In case of the four other old ladies, they and many local people of Jeju Island were brutally oppressed just for fleeing from the local police and the South Korean military. As their villages were destroyed, they had no choice but to hide themselves around numerous mounds in the island, and they managed to live and survive there for next several months, though all of them and others were eventually captured around the end of the Jeju Uprising.

What followed next was quite traumatic for them to say the least. The local police savagely tortured them a lot before sending them and many other people captured people together to a military trial which was quite unfair and illegal from the very beginning. They were not told anything about why they were brought there, and, to believe or not, the judges presiding over the “cases” randomly doled out the sentences upon them without much thought or consideration.

Ironically, they were relieved a bit when they were subsequently sent to the prisons in the mainland. At least, they could get away from all the brutalities happening in Jeju Island, and they were actually treated a little better as serving their respective prison sentences, though they still had to struggle day by day in their prisons.

In the end, they and many others got released some time later, but there were still more struggles for all of them. In case of one of them, she was persuaded to marry her second husband just because her first husband was assumed to be killed during the incident, but, what do you know, he subsequently turned out to be alive not long after her second marriage, so she was forced to go back to her first husband.

Although they were not allowed to speak about the incident during next several decades, they have often told their stories to their family members in private. At one point later in the documentary, one of these old ladies is visited by her daughters, and her daughters show the sincere compassion and understanding on those nearly unimaginable cruelties inflicted upon their mother.

It was really fortunate that they and many other aging survivors of the incident could finally speak about the incident around the early 2000s. In 2018, they and a bunch of other people who were also wrongfully imprisoned at that time sent a belated petition on their unfair prison sentence, and the court subsequently nullified their prison sentence in the very next year after rightfully deciding that their case was a grossly serious case of mistrial. Considering all those many years of silence and oppression, this judgment might come a bit too late, but all of them were glad about finally getting the justice they had waited so long.

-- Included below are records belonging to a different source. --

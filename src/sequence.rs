//! Functional operations over ordered sequences.
//!
//! [`SequenceOps`] is implemented for `Vec<T>` and `VecDeque<T>`. Every
//! operation visits elements in index order, borrows the receiver, and
//! returns a freshly allocated result.
//!
//! # Examples
//!
//! ```rust
//! use fnops::prelude::*;
//!
//! let numbers = vec![1, 2, 3, 4, 5];
//!
//! let evens = numbers.filter(|n| n % 2 == 0);
//! assert_eq!(evens, vec![2, 4]);
//!
//! let sum = numbers.reduce(0, |accumulator, n| accumulator + n);
//! assert_eq!(sum, 15);
//!
//! let halves = numbers.map(|n| (n % 2 == 0).then(|| n / 2));
//! assert_eq!(halves[0], Slot::Placeholder);
//! assert_eq!(halves[1], Slot::Value(1));
//!
//! // The receiver is never modified
//! assert_eq!(numbers, vec![1, 2, 3, 4, 5]);
//! ```
//!
//! `filter` copies the surviving elements, so it needs `T: Clone`:
//!
//! ```compile_fail
//! use fnops::SequenceOps;
//!
//! struct Ticket;
//!
//! let tickets = vec![Ticket, Ticket];
//! let _kept = tickets.filter(|_| true);
//! ```
//!
//! `map_values` belongs to mappings only:
//!
//! ```compile_fail
//! use fnops::prelude::*;
//!
//! let numbers = vec![1, 2, 3];
//! let _mapped = numbers.map_values(|n| Some(*n));
//! ```

use std::collections::VecDeque;

use crate::flatten::{Flatten, Splice};
use crate::slot::Slot;

/// Eager functional operations over an ordered, duplicate-permitting sequence.
///
/// Callbacks are invoked synchronously, in index order, and never stored.
/// A panicking callback unwinds through the operation; the `try_*` variants
/// return the callback's first `Err` as is and stop iterating.
pub trait SequenceOps<T> {
    /// Returns a sequence of the elements satisfying `predicate`, in order.
    ///
    /// # Examples
    ///
    /// ```rust
    /// use fnops::SequenceOps;
    ///
    /// let words = vec!["apple", "kiwi", "banana"];
    /// assert_eq!(words.filter(|word| word.len() > 4), vec!["apple", "banana"]);
    /// ```
    fn filter<P>(&self, predicate: P) -> Self
    where
        Self: Sized,
        T: Clone,
        P: FnMut(&T) -> bool;

    /// Fallible [`filter`](Self::filter).
    ///
    /// # Errors
    ///
    /// Returns the first error produced by `predicate`.
    ///
    /// # Examples
    ///
    /// ```rust
    /// use fnops::SequenceOps;
    ///
    /// let inputs = vec!["1", "x", "3"];
    /// let result = inputs.try_filter(|input| input.parse::<i32>().map(|n| n > 1));
    /// assert!(result.is_err());
    /// ```
    fn try_filter<P, E>(&self, predicate: P) -> Result<Self, E>
    where
        Self: Sized,
        T: Clone,
        P: FnMut(&T) -> Result<bool, E>;

    /// Returns the first element satisfying `predicate`, or `None`.
    ///
    /// `predicate` is not called again after it first returns `true`.
    ///
    /// # Examples
    ///
    /// ```rust
    /// use fnops::SequenceOps;
    ///
    /// let values = vec![1, 4, 6];
    /// assert_eq!(values.first(|n| n % 2 == 0), Some(&4));
    /// assert_eq!(values.first(|n| *n > 10), None);
    /// ```
    fn first<P>(&self, predicate: P) -> Option<&T>
    where
        P: FnMut(&T) -> bool;

    /// Fallible [`first`](Self::first).
    ///
    /// # Errors
    ///
    /// Returns the first error produced by `predicate`.
    fn try_first<P, E>(&self, predicate: P) -> Result<Option<&T>, E>
    where
        P: FnMut(&T) -> Result<bool, E>;

    /// Maps every element, keeping a [`Slot::Placeholder`] wherever `mapper`
    /// returns `None`. The result has exactly as many entries as the receiver.
    ///
    /// # Examples
    ///
    /// ```rust
    /// use fnops::{SequenceOps, Slot};
    ///
    /// let inputs = vec!["1", "two", "3"];
    /// let parsed = inputs.map(|input| input.parse::<i32>().ok());
    /// assert_eq!(parsed, vec![Slot::Value(1), Slot::Placeholder, Slot::Value(3)]);
    /// ```
    fn map<B, F>(&self, mapper: F) -> Vec<Slot<B>>
    where
        F: FnMut(&T) -> Option<B>;

    /// Fallible [`map`](Self::map).
    ///
    /// # Errors
    ///
    /// Returns the first error produced by `mapper`.
    fn try_map<B, F, E>(&self, mapper: F) -> Result<Vec<Slot<B>>, E>
    where
        F: FnMut(&T) -> Result<Option<B>, E>;

    /// Maps every element to a [`Flatten`] and concatenates the contributions.
    ///
    /// `Nothing` adds nothing, `Single` adds one value and `Splice` adds the
    /// container's elements, one level deep.
    ///
    /// # Examples
    ///
    /// ```rust
    /// use fnops::{Flatten, SequenceOps};
    ///
    /// let counts = vec![0, 1, 2];
    /// let repeated: Vec<i32> = counts.flat_map(|count| match *count {
    ///     0 => Flatten::Nothing,
    ///     1 => Flatten::Single(1),
    ///     n => Flatten::Splice(vec![n; n as usize]),
    /// });
    /// assert_eq!(repeated, vec![1, 2, 2]);
    /// ```
    fn flat_map<B, C, F>(&self, mapper: F) -> Vec<B>
    where
        C: Splice<B>,
        F: FnMut(&T) -> Flatten<B, C>;

    /// Fallible [`flat_map`](Self::flat_map).
    ///
    /// # Errors
    ///
    /// Returns the first error produced by `mapper`.
    fn try_flat_map<B, C, F, E>(&self, mapper: F) -> Result<Vec<B>, E>
    where
        C: Splice<B>,
        F: FnMut(&T) -> Result<Flatten<B, C>, E>;

    /// Calls `procedure` once per element, in order.
    ///
    /// # Examples
    ///
    /// ```rust
    /// use fnops::SequenceOps;
    ///
    /// let mut total = 0;
    /// vec![1, 2, 3].for_each(|n| total += n);
    /// assert_eq!(total, 6);
    /// ```
    fn for_each<F>(&self, procedure: F)
    where
        F: FnMut(&T);

    /// Fallible [`for_each`](Self::for_each).
    ///
    /// # Errors
    ///
    /// Returns the first error produced by `procedure`.
    fn try_for_each<F, E>(&self, procedure: F) -> Result<(), E>
    where
        F: FnMut(&T) -> Result<(), E>;

    /// Left-folds the elements into `initial`.
    ///
    /// An empty sequence returns `initial` untouched.
    ///
    /// # Examples
    ///
    /// ```rust
    /// use fnops::SequenceOps;
    ///
    /// let letters = vec!["a", "b", "c"];
    /// let joined = letters.reduce(String::from(">"), |accumulator, letter| accumulator + *letter);
    /// assert_eq!(joined, ">abc");
    ///
    /// let empty: Vec<i32> = Vec::new();
    /// assert_eq!(empty.reduce(None, |_, n| Some(*n)), None);
    /// ```
    fn reduce<A, F>(&self, initial: A, combiner: F) -> A
    where
        F: FnMut(A, &T) -> A;

    /// Fallible [`reduce`](Self::reduce).
    ///
    /// # Errors
    ///
    /// Returns the first error produced by `combiner`.
    ///
    /// # Examples
    ///
    /// ```rust
    /// use fnops::SequenceOps;
    ///
    /// let values = vec![200u8, 100];
    /// let sum = values.try_reduce(0u8, |accumulator, n| accumulator.checked_add(*n).ok_or("overflow"));
    /// assert_eq!(sum, Err("overflow"));
    /// ```
    fn try_reduce<A, F, E>(&self, initial: A, combiner: F) -> Result<A, E>
    where
        F: FnMut(A, &T) -> Result<A, E>;

    /// Pairs elements positionally with `other`, stopping at the shorter side.
    ///
    /// # Examples
    ///
    /// ```rust
    /// use fnops::SequenceOps;
    ///
    /// let numbers = vec![1, 2, 3];
    /// assert_eq!(numbers.zip(["a", "b"]), vec![(&1, "a"), (&2, "b")]);
    /// ```
    fn zip<I>(&self, other: I) -> Vec<(&T, I::Item)>
    where
        I: IntoIterator;
}

impl_element_ops!(impl<T> SequenceOps<T> for Vec<T>);
impl_element_ops!(impl<T> SequenceOps<T> for VecDeque<T>);
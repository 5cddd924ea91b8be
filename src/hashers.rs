//! Type aliases for mappings and sets built on fast hashers.
//!
//! Every operation is generic over the hasher `S`, so these aliases are a
//! convenience only. `filter` and `map_values` carry the receiver's hasher
//! into their results.
//!
//! - `fxhash` feature: [`FxHashMap`], [`FxHashSet`] and, with `indexmap`,
//!   [`FxIndexMap`], [`FxIndexSet`] using `rustc_hash::FxBuildHasher`
//! - `ahash` feature: [`AHashedMap`], [`AHashedSet`] and, with `indexmap`,
//!   [`AHashedIndexMap`], [`AHashedIndexSet`] using `ahash::RandomState`
//!
//! `FxBuildHasher` is deterministic across runs, so `FxHashMap` iteration
//! order is reproducible for the same insertions.

#[cfg(feature = "fxhash")]
pub use rustc_hash::{FxBuildHasher, FxHashMap, FxHashSet};

/// Insertion-ordered map hashed with `FxBuildHasher`.
#[cfg(all(feature = "fxhash", feature = "indexmap"))]
pub type FxIndexMap<K, V> = indexmap::IndexMap<K, V, rustc_hash::FxBuildHasher>;

/// Insertion-ordered set hashed with `FxBuildHasher`.
#[cfg(all(feature = "fxhash", feature = "indexmap"))]
pub type FxIndexSet<T> = indexmap::IndexSet<T, rustc_hash::FxBuildHasher>;

/// `std` map hashed with `ahash::RandomState`.
#[cfg(feature = "ahash")]
pub type AHashedMap<K, V> = std::collections::HashMap<K, V, ahash::RandomState>;

/// `std` set hashed with `ahash::RandomState`.
#[cfg(feature = "ahash")]
pub type AHashedSet<T> = std::collections::HashSet<T, ahash::RandomState>;

/// Insertion-ordered map hashed with `ahash::RandomState`.
#[cfg(all(feature = "ahash", feature = "indexmap"))]
pub type AHashedIndexMap<K, V> = indexmap::IndexMap<K, V, ahash::RandomState>;

/// Insertion-ordered set hashed with `ahash::RandomState`.
#[cfg(all(feature = "ahash", feature = "indexmap"))]
pub type AHashedIndexSet<T> = indexmap::IndexSet<T, ahash::RandomState>;
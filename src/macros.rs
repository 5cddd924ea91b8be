//! Internal macros.

/// Emits a `trace`-level event for one operation call when the `tracing`
/// feature is enabled; expands to nothing otherwise.
macro_rules! trace_operation {
    ($operation:literal, $shape:expr, $len:expr) => {
        #[cfg(feature = "tracing")]
        tracing::trace!(operation = $operation, shape = $shape, len = $len);
    };
}

/// Implements an element-shaped op trait (`SequenceOps` or `SetOps`) by
/// delegating every method to `crate::algorithms`.
///
/// The container's `Traverse::Element<'a>` must be `&'a T`.
macro_rules! impl_element_ops {
    (impl<$($generic:ident),*> $ops:ident<$element:ident> for $container:ty $(where $($bound:tt)+)?) => {
        impl<$($generic),*> $ops<$element> for $container $(where $($bound)+)? {
            #[inline]
            fn filter<P>(&self, predicate: P) -> Self
            where
                $element: Clone,
                P: FnMut(&$element) -> bool,
            {
                $crate::algorithms::filter(self, predicate)
            }

            #[inline]
            fn try_filter<P, E>(&self, predicate: P) -> Result<Self, E>
            where
                $element: Clone,
                P: FnMut(&$element) -> Result<bool, E>,
            {
                $crate::algorithms::try_filter(self, predicate)
            }

            #[inline]
            fn first<P>(&self, predicate: P) -> Option<&$element>
            where
                P: FnMut(&$element) -> bool,
            {
                $crate::algorithms::first(self, predicate)
            }

            #[inline]
            fn try_first<P, E>(&self, predicate: P) -> Result<Option<&$element>, E>
            where
                P: FnMut(&$element) -> Result<bool, E>,
            {
                $crate::algorithms::try_first(self, predicate)
            }

            #[inline]
            fn map<B, F>(&self, mapper: F) -> Vec<$crate::Slot<B>>
            where
                F: FnMut(&$element) -> Option<B>,
            {
                $crate::algorithms::map(self, mapper)
            }

            #[inline]
            fn try_map<B, F, E>(&self, mapper: F) -> Result<Vec<$crate::Slot<B>>, E>
            where
                F: FnMut(&$element) -> Result<Option<B>, E>,
            {
                $crate::algorithms::try_map(self, mapper)
            }

            #[inline]
            fn flat_map<B, C, F>(&self, mapper: F) -> Vec<B>
            where
                C: $crate::Splice<B>,
                F: FnMut(&$element) -> $crate::Flatten<B, C>,
            {
                $crate::algorithms::flat_map(self, mapper)
            }

            #[inline]
            fn try_flat_map<B, C, F, E>(&self, mapper: F) -> Result<Vec<B>, E>
            where
                C: $crate::Splice<B>,
                F: FnMut(&$element) -> Result<$crate::Flatten<B, C>, E>,
            {
                $crate::algorithms::try_flat_map(self, mapper)
            }

            #[inline]
            fn for_each<F>(&self, procedure: F)
            where
                F: FnMut(&$element),
            {
                $crate::algorithms::for_each(self, procedure);
            }

            #[inline]
            fn try_for_each<F, E>(&self, procedure: F) -> Result<(), E>
            where
                F: FnMut(&$element) -> Result<(), E>,
            {
                $crate::algorithms::try_for_each(self, procedure)
            }

            #[inline]
            fn reduce<A, F>(&self, initial: A, combiner: F) -> A
            where
                F: FnMut(A, &$element) -> A,
            {
                $crate::algorithms::reduce(self, initial, combiner)
            }

            #[inline]
            fn try_reduce<A, F, E>(&self, initial: A, combiner: F) -> Result<A, E>
            where
                F: FnMut(A, &$element) -> Result<A, E>,
            {
                $crate::algorithms::try_reduce(self, initial, combiner)
            }

            #[inline]
            fn zip<I>(&self, other: I) -> Vec<(&$element, I::Item)>
            where
                I: IntoIterator,
            {
                $crate::algorithms::zip(self, other)
            }
        }
    };
}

On the whole, “Until the Stones Speak”, directed by Kim Kyung-man, is calm but poignant in its sincere and respectful handling of its several human subjects, and you will not easily forget their stories after it is over. Although I and many of South Korean audiences have to depend a lot on the subtitle due to their heavy Jeju dialect, their stories gradually came alive in my mind nonetheless, and I came to reflect more on how much I do not know about the Jeju uprising. While these old ladies and other survivors are fading away into the past at present, the incident and their tragic stories deserve much more attention in my inconsequential opinion, and I will not certainly forget them.